• Data section:
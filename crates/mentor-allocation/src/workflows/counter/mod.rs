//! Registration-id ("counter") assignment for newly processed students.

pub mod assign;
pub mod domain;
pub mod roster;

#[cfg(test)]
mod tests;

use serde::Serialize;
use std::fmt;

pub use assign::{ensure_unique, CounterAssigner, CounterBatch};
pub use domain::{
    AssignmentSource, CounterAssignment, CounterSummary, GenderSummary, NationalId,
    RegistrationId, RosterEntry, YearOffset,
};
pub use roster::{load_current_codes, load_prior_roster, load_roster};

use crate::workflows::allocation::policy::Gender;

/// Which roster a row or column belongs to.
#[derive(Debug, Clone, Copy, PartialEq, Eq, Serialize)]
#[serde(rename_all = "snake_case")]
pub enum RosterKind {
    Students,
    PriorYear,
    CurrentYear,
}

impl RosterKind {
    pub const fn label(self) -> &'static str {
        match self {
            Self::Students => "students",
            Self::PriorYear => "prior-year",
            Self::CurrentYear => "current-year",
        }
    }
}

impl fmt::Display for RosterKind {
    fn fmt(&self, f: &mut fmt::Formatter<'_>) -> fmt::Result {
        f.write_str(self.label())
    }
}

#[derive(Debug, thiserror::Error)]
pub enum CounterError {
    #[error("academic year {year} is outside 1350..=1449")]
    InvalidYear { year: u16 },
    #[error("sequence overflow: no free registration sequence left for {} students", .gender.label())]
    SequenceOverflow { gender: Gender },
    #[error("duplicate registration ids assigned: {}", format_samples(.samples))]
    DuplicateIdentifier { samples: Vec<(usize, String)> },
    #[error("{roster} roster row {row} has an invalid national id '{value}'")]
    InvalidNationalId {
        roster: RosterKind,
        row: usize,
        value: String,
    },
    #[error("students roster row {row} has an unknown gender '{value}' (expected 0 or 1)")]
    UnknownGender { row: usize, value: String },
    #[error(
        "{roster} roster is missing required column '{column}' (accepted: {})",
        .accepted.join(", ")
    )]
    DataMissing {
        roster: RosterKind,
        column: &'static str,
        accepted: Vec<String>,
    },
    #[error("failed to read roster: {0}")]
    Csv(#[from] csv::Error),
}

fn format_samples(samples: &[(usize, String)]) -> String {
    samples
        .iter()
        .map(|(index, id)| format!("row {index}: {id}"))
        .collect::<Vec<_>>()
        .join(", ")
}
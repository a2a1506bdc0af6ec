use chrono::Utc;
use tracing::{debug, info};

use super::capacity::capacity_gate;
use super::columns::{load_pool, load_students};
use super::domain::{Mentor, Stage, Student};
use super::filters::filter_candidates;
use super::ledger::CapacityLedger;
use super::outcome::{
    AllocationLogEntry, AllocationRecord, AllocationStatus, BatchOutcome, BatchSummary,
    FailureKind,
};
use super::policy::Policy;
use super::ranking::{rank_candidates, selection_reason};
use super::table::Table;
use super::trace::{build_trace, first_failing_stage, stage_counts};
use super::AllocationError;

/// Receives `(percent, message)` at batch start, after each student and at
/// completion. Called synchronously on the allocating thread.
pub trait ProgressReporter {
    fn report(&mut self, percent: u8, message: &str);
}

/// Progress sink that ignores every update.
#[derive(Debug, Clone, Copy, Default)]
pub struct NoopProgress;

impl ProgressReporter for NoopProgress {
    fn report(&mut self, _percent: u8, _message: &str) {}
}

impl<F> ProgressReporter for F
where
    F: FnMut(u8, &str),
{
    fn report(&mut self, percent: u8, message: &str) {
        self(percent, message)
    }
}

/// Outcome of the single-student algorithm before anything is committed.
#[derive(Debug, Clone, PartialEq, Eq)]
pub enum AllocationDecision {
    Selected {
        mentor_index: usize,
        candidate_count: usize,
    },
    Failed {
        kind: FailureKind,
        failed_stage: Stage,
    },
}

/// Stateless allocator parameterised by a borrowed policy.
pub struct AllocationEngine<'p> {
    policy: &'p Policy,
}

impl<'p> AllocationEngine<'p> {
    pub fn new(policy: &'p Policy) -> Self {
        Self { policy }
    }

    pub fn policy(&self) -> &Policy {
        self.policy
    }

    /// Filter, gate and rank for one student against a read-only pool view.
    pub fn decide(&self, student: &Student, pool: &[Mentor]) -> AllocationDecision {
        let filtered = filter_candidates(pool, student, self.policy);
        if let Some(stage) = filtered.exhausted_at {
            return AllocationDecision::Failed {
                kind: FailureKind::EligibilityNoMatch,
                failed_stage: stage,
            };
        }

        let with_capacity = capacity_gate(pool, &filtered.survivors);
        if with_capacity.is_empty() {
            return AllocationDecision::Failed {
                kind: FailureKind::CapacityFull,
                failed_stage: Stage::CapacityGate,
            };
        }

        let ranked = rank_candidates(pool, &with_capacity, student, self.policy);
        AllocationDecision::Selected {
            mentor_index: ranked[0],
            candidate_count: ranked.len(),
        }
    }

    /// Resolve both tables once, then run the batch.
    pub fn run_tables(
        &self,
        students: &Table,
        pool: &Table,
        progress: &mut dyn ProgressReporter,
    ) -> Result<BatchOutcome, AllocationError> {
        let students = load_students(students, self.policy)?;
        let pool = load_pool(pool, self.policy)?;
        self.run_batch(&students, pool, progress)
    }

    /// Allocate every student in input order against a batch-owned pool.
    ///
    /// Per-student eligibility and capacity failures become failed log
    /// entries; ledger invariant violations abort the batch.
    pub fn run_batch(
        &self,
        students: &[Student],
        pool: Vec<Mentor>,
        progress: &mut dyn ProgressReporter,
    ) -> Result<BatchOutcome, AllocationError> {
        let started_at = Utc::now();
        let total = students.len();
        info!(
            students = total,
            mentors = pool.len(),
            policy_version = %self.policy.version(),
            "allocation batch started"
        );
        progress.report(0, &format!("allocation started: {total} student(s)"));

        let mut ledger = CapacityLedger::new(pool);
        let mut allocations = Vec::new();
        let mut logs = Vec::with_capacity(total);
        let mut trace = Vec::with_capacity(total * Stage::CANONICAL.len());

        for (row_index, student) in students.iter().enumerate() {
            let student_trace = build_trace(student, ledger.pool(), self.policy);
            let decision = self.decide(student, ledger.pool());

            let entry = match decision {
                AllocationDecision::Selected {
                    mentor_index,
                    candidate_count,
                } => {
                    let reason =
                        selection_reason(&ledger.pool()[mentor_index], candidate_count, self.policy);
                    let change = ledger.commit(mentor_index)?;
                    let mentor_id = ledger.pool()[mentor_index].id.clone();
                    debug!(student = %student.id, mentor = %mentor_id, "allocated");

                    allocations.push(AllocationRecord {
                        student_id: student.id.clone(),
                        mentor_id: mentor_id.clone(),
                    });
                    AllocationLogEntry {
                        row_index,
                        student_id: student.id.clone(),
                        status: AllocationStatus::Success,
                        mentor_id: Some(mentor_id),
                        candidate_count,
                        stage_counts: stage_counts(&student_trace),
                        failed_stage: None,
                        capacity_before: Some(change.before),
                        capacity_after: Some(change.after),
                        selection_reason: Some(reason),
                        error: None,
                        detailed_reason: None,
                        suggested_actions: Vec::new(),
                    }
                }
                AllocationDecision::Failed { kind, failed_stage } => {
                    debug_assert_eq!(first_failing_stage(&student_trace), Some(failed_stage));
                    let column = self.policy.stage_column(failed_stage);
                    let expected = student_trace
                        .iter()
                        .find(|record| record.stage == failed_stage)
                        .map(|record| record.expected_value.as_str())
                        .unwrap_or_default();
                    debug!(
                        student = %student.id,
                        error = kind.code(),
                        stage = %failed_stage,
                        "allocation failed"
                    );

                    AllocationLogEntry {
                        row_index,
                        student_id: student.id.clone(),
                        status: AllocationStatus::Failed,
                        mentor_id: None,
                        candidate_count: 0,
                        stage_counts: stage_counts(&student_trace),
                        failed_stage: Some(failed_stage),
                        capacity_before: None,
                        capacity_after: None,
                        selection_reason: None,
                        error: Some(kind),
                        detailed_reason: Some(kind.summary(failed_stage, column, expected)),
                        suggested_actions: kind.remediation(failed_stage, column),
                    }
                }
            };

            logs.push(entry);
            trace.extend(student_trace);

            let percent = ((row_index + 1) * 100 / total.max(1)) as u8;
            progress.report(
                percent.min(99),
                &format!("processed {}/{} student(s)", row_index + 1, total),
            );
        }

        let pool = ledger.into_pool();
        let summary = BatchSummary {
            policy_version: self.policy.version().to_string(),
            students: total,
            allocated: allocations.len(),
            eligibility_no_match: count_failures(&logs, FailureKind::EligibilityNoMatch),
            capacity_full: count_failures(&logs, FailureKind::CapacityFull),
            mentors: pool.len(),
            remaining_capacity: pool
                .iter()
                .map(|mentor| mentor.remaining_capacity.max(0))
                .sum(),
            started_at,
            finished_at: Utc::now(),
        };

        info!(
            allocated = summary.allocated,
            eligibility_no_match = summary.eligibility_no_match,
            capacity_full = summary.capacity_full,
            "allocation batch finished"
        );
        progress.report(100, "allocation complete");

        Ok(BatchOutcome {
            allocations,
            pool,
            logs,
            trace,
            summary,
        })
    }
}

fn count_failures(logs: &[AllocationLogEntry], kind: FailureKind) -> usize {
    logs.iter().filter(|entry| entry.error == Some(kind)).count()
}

* * *

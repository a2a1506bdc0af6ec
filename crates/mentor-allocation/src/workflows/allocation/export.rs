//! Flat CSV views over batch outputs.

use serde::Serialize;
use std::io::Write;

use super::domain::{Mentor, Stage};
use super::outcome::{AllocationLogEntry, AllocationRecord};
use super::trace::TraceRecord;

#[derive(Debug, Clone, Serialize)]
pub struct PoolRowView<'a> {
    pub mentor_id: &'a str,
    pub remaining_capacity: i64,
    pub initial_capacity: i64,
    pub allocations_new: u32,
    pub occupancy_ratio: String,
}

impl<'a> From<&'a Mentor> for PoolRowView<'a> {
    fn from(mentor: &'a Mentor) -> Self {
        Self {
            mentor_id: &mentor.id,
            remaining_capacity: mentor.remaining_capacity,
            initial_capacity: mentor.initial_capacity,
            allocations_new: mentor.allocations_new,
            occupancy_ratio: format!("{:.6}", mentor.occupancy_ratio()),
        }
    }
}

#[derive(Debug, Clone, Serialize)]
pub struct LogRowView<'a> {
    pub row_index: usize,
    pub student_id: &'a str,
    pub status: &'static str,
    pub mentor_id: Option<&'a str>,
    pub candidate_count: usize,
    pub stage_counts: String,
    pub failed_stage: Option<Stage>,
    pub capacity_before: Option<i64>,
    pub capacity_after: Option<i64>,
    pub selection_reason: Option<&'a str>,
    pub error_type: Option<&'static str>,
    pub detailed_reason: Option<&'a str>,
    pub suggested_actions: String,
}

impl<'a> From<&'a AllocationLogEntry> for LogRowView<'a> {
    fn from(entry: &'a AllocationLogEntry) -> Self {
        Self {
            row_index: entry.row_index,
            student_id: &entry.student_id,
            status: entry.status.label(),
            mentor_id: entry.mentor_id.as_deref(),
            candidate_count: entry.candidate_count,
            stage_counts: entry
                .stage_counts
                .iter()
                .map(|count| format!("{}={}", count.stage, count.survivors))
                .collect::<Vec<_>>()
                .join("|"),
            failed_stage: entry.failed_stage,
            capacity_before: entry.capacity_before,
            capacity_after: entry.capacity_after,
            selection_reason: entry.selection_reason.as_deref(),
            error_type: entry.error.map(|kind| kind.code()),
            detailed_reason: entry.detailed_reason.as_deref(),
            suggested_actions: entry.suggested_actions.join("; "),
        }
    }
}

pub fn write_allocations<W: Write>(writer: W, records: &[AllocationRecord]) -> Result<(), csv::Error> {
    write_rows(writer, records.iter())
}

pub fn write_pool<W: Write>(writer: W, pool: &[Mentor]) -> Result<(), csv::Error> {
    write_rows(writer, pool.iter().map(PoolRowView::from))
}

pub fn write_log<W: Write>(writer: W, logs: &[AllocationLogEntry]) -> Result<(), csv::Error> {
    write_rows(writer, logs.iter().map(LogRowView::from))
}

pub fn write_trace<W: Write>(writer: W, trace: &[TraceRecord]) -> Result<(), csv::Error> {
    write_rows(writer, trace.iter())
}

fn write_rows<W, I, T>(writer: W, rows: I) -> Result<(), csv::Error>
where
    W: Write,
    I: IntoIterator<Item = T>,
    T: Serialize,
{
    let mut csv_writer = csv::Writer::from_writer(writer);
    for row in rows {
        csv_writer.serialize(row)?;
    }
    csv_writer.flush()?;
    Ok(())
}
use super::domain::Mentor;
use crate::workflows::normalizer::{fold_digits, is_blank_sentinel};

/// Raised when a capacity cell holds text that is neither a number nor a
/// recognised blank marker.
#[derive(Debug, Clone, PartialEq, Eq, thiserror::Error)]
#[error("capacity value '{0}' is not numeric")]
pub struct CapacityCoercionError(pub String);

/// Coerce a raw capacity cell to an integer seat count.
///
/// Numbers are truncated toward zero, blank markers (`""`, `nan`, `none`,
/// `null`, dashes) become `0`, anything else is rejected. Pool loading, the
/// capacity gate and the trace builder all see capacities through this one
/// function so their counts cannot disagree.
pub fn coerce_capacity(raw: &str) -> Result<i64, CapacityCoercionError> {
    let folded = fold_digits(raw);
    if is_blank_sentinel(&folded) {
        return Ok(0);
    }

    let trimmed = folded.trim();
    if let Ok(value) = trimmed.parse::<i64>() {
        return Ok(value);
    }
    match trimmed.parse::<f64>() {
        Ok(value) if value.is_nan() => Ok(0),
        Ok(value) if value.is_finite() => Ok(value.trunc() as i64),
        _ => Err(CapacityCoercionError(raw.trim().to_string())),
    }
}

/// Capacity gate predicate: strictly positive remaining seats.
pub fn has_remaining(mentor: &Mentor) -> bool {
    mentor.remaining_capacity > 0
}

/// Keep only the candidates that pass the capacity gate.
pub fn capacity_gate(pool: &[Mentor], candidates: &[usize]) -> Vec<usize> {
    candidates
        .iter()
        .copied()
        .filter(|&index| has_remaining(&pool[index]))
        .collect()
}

• Prompt: Search the listing above for the lines with "write_rows(writer, pool.iter().map(PoolRowView::from))" and "through this one", then output those lines and all lines between them exactly.

• Task result:
    write_rows(writer, pool.iter().map(PoolRowView::from))
}

pub fn write_log<W: Write>(writer: W, logs: &[AllocationLogEntry]) -> Result<(), csv::Error> {
    write_rows(writer, logs.iter().map(LogRowView::from))
}

pub fn write_trace<W: Write>(writer: W, trace: &[TraceRecord]) -> Result<(), csv::Error> {
    write_rows(writer, trace.iter())
}

fn write_rows<W, I, T>(writer: W, rows: I) -> Result<(), csv::Error>
where
    W: Write,
    I: IntoIterator<Item = T>,
    T: Serialize,
{
    let mut csv_writer = csv::Writer::from_writer(writer);
    for row in rows {
        csv_writer.serialize(row)?;
    }
    csv_writer.flush()?;
    Ok(())
}
use super::domain::Mentor;
use crate::workflows::normalizer::{fold_digits, is_blank_sentinel};

/// Raised when a capacity cell holds text that is neither a number nor a
/// recognised blank marker.
#[derive(Debug, Clone, PartialEq, Eq, thiserror::Error)]
#[error("capacity value '{0}' is not numeric")]
pub struct CapacityCoercionError(pub String);

/// Coerce a raw capacity cell to an integer seat count.
///
/// Numbers are truncated toward zero, blank markers (`""`, `nan`, `none`,
/// `null`, dashes) become `0`, anything else is rejected. Pool loading, the
/// capacity gate and the trace builder all see capacities through this one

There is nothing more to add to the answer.